La institucionalidad encargada del desarrollo de la ciencia, la tecnología y la innovación (CT+I) en el sector agropecuario en Colombia ha ido cambiando progresivamente a través del tiempo. Estos movimientos han tenido varios orígenes: unos han sido producto de decisiones deliberadas de las autoridades del sector; otros casos son desarrollos de instrumentos de la política sectorial en combinación con iniciativas del sector privado, y otros son resultado de decisiones y desarrollos de las políticas generales de CT+I.
Desde mitad del siglo pasado y hasta principios de la década de los noventa de dicho siglo, la actividad pública en materia de CT+I estuvo en manos de una sola entidad, el Instituto Colombiano Agropecuario, ICA. Durante esos años, esta institución creó las capacidades básicas que impulsaron el desarrollo de una parte significativa de la agricultura colombiana. Gracias al decidido apoyo del Estado, y a una visión estratégica del desarrollo científico y tecnológico del país, en ese lapso se logró avanzar en muchos frentes y obtener resultados de gran importancia, aunque, frente a los retos y las posibilidades del sector, los mismos se mostraban insuficientes.
En la década de los noventa, el país decidió cambiar su modelo institucional en materia de CT+I. Con la creación de Corpoica, el manejo de la CT+I agropecuaria pasó de una entidad netamente pública a una de carácter mixta en la que, en teoría, el sector privado debería involucrarse estrechamente en su desarrollo. La figura de las entidades mixtas permitía, además, pasar de un monopolio estatal a un modelo más abierto en el que varias de estas entidades podrían realizar las actividades de CT+I.
La forma como actualmente opera Corpoica en las regiones ha dado lugar a la creación de capacidades y a desarrollos importantes en muchos centros regionales que, como el de La Selva en Rionegro, se han venido especializando en ciertos productos.
Paralelamente a estos desarrollos, en el país se han creado los centros de investigación por producto como Cenicafé, Cenicaña y Cenipalma. Estos centros están vinculados a los gremios de la producción agropecuaria y encuentran en los fondos parafiscales su principal fuente de financiación. Con la creación de capacidades, estas instituciones se han convertido en poderosas herramientas para el desarrollo de los respectivos productos, que presentan avances científicos y tecnológicos de punta a nivel mundial.

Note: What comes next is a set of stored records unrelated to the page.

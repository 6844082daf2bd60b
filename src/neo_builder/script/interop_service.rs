use strum_macros::{Display, EnumString};

use crate::crypto::HashableForVec;

/// The interop services the SDK invokes through `SYSCALL`.
///
/// A service descriptor hash is the first four bytes of the SHA-256 of the
/// service name, hex-encoded.
#[derive(Debug, Clone, Copy, PartialEq, Eq, Hash, Display, EnumString)]
pub enum InteropService {
	#[strum(serialize = "System.Contract.Call")]
	SystemContractCall,
	#[strum(serialize = "System.Crypto.CheckSig")]
	SystemCryptoCheckSig,
	#[strum(serialize = "System.Crypto.CheckMultisig")]
	SystemCryptoCheckMultiSig,
	#[strum(serialize = "System.Iterator.Next")]
	SystemIteratorNext,
	#[strum(serialize = "System.Iterator.Value")]
	SystemIteratorValue,
	#[strum(serialize = "System.Runtime.CheckWitness")]
	SystemRuntimeCheckWitness,
	#[strum(serialize = "System.Runtime.GetNetwork")]
	SystemRuntimeGetNetwork,
}

impl InteropService {
	/// The four-byte descriptor hash as lowercase hex.
	pub fn hash(&self) -> String {
		hex::encode(self.descriptor())
	}

	/// The four-byte descriptor hash.
	pub fn descriptor(&self) -> [u8; 4] {
		let digest = self.to_string().as_bytes().hash256();
		digest[..4].try_into().expect("SHA-256 digests are at least 4 bytes")
	}
}

#[cfg(test)]
mod tests {
	use super::*;

	#[test]
	fn test_descriptor_hashes() {
		assert_eq!(InteropService::SystemContractCall.hash(), "627d5b52");
		assert_eq!(InteropService::SystemCryptoCheckSig.hash(), "56e7b327");
		assert_eq!(InteropService::SystemCryptoCheckMultiSig.hash(), "9ed0dc3a");
		assert_eq!(InteropService::SystemIteratorNext.hash(), "9c08ed9c");
		assert_eq!(InteropService::SystemIteratorValue.hash(), "f354bf1d");
	}
}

Finalmente, a través del financiamiento de Colciencias se han venido creando y fortaleciendo grupos de investigación en diferentes regiones del país. Las principales beneficiarias con este esquema de financiamiento han sido distintas universidades regionales que han creado capacidades para la investigación agropecuaria en diversos campos del conocimiento. Muchos de estos grupos tienen profesionales de alto nivel que mantienen estrechos vínculos con grupos y centros internacionales.

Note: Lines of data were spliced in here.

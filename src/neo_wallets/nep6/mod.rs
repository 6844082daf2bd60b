pub use nep6account::*;
pub use nep6contract::*;
pub use nep6wallet::*;

mod nep6account;
mod nep6contract;
mod nep6wallet;
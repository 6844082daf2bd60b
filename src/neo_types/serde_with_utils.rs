//! Serde helpers for fixed-width hash types and lenient numeric fields.
//!
//! `primitive-types` hashes serialize here as `0x`-prefixed big-endian hex
//! and deserialize with or without the prefix. Numeric RPC fields that
//! nodes emit either as JSON numbers or as decimal strings go through the
//! lenient `*_from_string_or_number` deserializers.

use num_bigint::BigInt;
use primitive_types::{H160, H256};
use serde::{Deserialize, Deserializer, Serializer};

use crate::neo_types::{HashExtension, ScriptHashExtension};

pub fn serialize_script_hash<S>(hash: &H160, serializer: S) -> Result<S::Ok, S::Error>
where
	S: Serializer,
{
	serializer.serialize_str(&hash.to_hex_prefixed())
}

pub fn deserialize_script_hash<'de, D>(deserializer: D) -> Result<H160, D::Error>
where
	D: Deserializer<'de>,
{
	let raw = String::deserialize(deserializer)?;
	H160::from_hex(&raw).map_err(serde::de::Error::custom)
}

pub fn serialize_script_hash_option<S>(
	hash: &Option<H160>,
	serializer: S,
) -> Result<S::Ok, S::Error>
where
	S: Serializer,
{
	match hash {
		Some(hash) => serialize_script_hash(hash, serializer),
		None => serializer.serialize_none(),
	}
}

pub fn deserialize_script_hash_option<'de, D>(deserializer: D) -> Result<Option<H160>, D::Error>
where
	D: Deserializer<'de>,
{
	let raw: Option<String> = Option::deserialize(deserializer)?;
	raw.map(|value| H160::from_hex(&value).map_err(serde::de::Error::custom)).transpose()
}

pub fn serialize_h256<S>(hash: &H256, serializer: S) -> Result<S::Ok, S::Error>
where
	S: Serializer,
{
	serializer.serialize_str(&hash.to_hex_prefixed())
}

pub fn deserialize_h256<'de, D>(deserializer: D) -> Result<H256, D::Error>
where
	D: Deserializer<'de>,
{
	let raw = String::deserialize(deserializer)?;
	H256::from_hex(&raw).map_err(serde::de::Error::custom)
}

pub fn serialize_h256_option<S>(hash: &Option<H256>, serializer: S) -> Result<S::Ok, S::Error>
where
	S: Serializer,
{
	match hash {
		Some(hash) => serialize_h256(hash, serializer),
		None => serializer.serialize_none(),
	}
}

pub fn deserialize_h256_option<'de, D>(deserializer: D) -> Result<Option<H256>, D::Error>
where
	D: Deserializer<'de>,
{
	let raw: Option<String> = Option::deserialize(deserializer)?;
	raw.map(|value| H256::from_hex(&value).map_err(serde::de::Error::custom)).transpose()
}

#[derive(Deserialize)]
#[serde(untagged)]
enum StringOrNumber {
	Number(serde_json::Number),
	String(String),
}

/// Accepts `123`, `"123"` or `"-123"`.
pub fn deserialize_i64_from_string_or_number<'de, D>(deserializer: D) -> Result<i64, D::Error>
where
	D: Deserializer<'de>,
{
	match StringOrNumber::deserialize(deserializer)? {
		StringOrNumber::Number(n) =>
			n.as_i64().ok_or_else(|| serde::de::Error::custom("number out of i64 range")),
		StringOrNumber::String(s) => s.parse::<i64>().map_err(serde::de::Error::custom),
	}
}

pub fn deserialize_u64_from_string_or_number<'de, D>(deserializer: D) -> Result<u64, D::Error>
where
	D: Deserializer<'de>,
{
	match StringOrNumber::deserialize(deserializer)? {
		StringOrNumber::Number(n) =>
			n.as_u64().ok_or_else(|| serde::de::Error::custom("number out of u64 range")),
		StringOrNumber::String(s) => s.parse::<u64>().map_err(serde::de::Error::custom),
	}
}

/// Arbitrary-precision decode for fees, supplies and balances that can
/// exceed 2^53.
pub fn deserialize_bigint_from_string_or_number<'de, D>(
	deserializer: D,
) -> Result<BigInt, D::Error>
where
	D: Deserializer<'de>,
{
	match StringOrNumber::deserialize(deserializer)? {
		StringOrNumber::Number(n) => n.to_string().parse::<BigInt>().map_err(serde::de::Error::custom),
		StringOrNumber::String(s) => s.parse::<BigInt>().map_err(serde::de::Error::custom),
	}
}

/// Encodes an outgoing amount as a JSON number when it fits the f64-exact
/// integer range, as a decimal string otherwise.
pub fn serialize_bigint_lossless<S>(value: &BigInt, serializer: S) -> Result<S::Ok, S::Error>
where
	S: Serializer,
{
	const MAX_SAFE_INTEGER: i64 = (1 << 53) - 1;
	if let Ok(small) = i64::try_from(value.clone()) {
		if small.abs() <= MAX_SAFE_INTEGER {
			return serializer.serialize_i64(small);
		}
	}
	serializer.serialize_str(&value.to_string())
}

#[cfg(test)]
mod tests {
	use super::*;
	use serde::Serialize;

	#[derive(Serialize, Deserialize)]
	struct Wrapper {
		#[serde(
			serialize_with = "serialize_script_hash",
			deserialize_with = "deserialize_script_hash"
		)]
		hash: H160,
		#[serde(deserialize_with = "deserialize_i64_from_string_or_number")]
		fee: i64,
	}

	#[test]
	fn test_script_hash_round_trip() {
		let json = r#"{"hash":"0x23ba2703c53263e8d6e522dc32203339dcd8eee9","fee":"1234"}"#;
		let wrapper: Wrapper = serde_json::from_str(json).unwrap();
		assert_eq!(wrapper.hash.to_hex(), "23ba2703c53263e8d6e522dc32203339dcd8eee9");
		assert_eq!(wrapper.fee, 1234);

		let back = serde_json::to_string(&wrapper).unwrap();
		assert!(back.contains("0x23ba2703c53263e8d6e522dc32203339dcd8eee9"));
	}

	#[test]
	fn test_fee_as_number() {
		let json = r#"{"hash":"23ba2703c53263e8d6e522dc32203339dcd8eee9","fee":42}"#;
		let wrapper: Wrapper = serde_json::from_str(json).unwrap();
		assert_eq!(wrapper.fee, 42);
	}

	#[test]
	fn test_bigint_beyond_f64() {
		#[derive(Deserialize)]
		struct Big {
			#[serde(deserialize_with = "deserialize_bigint_from_string_or_number")]
			value: BigInt,
		}
		let big: Big = serde_json::from_str(r#"{"value":"123456789012345678901234567890"}"#).unwrap();
		assert_eq!(big.value.to_string(), "123456789012345678901234567890");
	}
}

De esta forma, la situación actual de la CT+I agropecuaria en el país se caracteriza por la existencia de una diversidad de instituciones y grupos que operan de manera descentralizada; cuentan con capacidades importantes y de alto nivel; una buena parte de ellas está especializada en líneas de investigación y en productos, y mantienen vínculos permanentes de trabajo con grupos y centros del exterior. Esto significa que, durante las dos últimas décadas, el modelo que se inició con la creación de Corpoica se ha profundizado y que hoy las capacidades y las especializaciones se encuentran en distintas instituciones de diverso orden y en diferentes regiones del país.
A raíz de la popularidad que ha ganado el éxito del Cerrado en Brasil, y del papel central de Embrapa en el mismo, hay quienes piensan que el país debe retornar al modelo centralizado y monopólico de la investigación agrícola. Eso, además de complejo y costoso, sería un error estratégico en un país de regiones como Colombia.